Requirement –
Search the entries below for "RuntimeError". Report each line where it occurs.

Stored data:
* * * * *
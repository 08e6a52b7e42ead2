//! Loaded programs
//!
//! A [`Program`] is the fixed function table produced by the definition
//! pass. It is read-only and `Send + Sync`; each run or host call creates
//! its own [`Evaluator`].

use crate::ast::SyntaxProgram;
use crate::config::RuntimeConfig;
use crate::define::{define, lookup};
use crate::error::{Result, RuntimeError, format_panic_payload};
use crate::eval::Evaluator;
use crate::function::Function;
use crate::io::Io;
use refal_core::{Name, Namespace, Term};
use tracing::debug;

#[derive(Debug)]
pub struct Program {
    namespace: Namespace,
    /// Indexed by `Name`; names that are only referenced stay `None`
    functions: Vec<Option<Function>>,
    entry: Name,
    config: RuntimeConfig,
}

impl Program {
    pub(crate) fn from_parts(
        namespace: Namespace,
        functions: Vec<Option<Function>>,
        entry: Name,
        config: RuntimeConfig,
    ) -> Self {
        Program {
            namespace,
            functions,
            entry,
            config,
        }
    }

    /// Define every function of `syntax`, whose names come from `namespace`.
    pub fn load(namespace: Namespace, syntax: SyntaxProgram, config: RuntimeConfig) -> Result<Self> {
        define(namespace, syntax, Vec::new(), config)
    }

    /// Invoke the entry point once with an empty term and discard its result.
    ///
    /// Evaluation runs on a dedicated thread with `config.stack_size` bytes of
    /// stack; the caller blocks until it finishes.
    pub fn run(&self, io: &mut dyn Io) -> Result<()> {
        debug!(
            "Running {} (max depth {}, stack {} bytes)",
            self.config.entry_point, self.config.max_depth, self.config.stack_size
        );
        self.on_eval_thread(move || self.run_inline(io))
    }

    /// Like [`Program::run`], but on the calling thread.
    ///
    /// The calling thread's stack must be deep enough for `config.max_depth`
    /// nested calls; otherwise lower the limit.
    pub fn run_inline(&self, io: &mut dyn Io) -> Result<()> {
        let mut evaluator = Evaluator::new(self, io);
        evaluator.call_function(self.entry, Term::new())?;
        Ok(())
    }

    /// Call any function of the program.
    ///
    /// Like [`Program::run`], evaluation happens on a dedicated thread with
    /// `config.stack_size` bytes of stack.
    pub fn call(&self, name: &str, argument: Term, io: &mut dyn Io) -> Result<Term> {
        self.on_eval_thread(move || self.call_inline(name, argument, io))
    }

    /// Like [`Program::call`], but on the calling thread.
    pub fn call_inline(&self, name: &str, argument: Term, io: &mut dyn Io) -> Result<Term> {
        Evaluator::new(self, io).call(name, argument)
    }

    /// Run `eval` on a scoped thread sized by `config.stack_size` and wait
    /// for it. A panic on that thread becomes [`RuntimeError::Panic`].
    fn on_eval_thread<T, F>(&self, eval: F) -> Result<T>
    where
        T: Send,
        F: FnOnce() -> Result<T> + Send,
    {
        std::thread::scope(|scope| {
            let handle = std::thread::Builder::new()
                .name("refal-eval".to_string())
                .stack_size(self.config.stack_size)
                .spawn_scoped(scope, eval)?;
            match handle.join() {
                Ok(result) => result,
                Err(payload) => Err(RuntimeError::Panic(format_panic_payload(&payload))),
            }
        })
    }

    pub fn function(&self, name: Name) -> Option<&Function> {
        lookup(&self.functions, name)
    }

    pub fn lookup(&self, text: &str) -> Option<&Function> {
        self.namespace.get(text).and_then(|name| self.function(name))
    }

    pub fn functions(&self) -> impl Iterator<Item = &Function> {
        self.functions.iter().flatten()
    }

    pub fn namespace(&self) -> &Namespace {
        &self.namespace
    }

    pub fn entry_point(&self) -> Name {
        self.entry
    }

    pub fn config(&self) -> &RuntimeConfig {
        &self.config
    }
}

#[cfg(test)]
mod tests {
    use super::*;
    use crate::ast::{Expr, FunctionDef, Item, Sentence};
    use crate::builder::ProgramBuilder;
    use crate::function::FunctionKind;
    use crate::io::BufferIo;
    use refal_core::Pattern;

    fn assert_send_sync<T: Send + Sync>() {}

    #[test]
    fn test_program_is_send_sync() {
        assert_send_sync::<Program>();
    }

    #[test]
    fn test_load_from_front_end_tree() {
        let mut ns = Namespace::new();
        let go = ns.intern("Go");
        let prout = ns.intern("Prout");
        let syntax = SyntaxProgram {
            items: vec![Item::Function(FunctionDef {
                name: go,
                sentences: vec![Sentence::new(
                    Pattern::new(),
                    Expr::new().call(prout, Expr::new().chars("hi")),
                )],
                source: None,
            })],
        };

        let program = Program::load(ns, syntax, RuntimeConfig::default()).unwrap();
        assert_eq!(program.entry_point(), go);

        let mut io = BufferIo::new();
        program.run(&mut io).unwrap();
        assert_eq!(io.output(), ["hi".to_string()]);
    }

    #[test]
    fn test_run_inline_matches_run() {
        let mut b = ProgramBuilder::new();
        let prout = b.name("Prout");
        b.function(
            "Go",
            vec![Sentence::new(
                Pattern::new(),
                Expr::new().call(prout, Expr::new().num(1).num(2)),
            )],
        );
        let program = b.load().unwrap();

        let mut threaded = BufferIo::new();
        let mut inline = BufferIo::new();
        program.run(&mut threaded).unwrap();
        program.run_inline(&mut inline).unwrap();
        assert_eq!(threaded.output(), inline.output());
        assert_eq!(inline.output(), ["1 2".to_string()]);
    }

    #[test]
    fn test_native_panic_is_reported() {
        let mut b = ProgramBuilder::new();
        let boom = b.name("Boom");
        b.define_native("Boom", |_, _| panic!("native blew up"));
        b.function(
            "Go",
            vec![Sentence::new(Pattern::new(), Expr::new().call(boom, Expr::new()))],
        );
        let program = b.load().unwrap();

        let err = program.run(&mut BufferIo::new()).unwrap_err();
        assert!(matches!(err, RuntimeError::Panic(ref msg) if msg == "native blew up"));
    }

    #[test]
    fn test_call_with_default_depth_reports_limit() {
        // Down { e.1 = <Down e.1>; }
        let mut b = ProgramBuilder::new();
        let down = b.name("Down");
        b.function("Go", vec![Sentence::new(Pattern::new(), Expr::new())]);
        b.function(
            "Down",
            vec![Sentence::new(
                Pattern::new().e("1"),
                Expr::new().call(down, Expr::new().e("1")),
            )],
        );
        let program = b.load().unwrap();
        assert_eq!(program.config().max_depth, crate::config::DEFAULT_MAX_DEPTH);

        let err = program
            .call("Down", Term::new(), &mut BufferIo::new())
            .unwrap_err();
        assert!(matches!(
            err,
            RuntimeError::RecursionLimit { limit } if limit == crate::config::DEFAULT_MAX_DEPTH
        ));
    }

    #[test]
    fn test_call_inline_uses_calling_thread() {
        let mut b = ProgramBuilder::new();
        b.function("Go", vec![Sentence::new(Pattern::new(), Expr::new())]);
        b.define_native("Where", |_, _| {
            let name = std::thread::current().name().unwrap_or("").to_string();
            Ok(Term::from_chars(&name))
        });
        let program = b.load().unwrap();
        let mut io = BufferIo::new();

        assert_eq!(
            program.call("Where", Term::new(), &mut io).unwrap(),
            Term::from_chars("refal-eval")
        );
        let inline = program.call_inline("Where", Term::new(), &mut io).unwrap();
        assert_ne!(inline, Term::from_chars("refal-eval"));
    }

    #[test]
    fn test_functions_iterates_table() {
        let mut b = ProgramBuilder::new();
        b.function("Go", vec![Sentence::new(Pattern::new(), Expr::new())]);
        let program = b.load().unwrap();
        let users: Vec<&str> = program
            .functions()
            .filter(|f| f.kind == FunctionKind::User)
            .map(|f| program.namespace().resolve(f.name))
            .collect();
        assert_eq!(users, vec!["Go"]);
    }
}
* * * * *
Completed exercise –
use crate::error::{Result, RuntimeError, format_panic_payload};
    /// for it. A panic on that thread becomes [`RuntimeError::Panic`].
                Err(payload) => Err(RuntimeError::Panic(format_panic_payload(&payload))),
        assert!(matches!(err, RuntimeError::Panic(ref msg) if msg == "native blew up"));
            RuntimeError::RecursionLimit { limit } if limit == crate::config::DEFAULT_MAX_DEPTH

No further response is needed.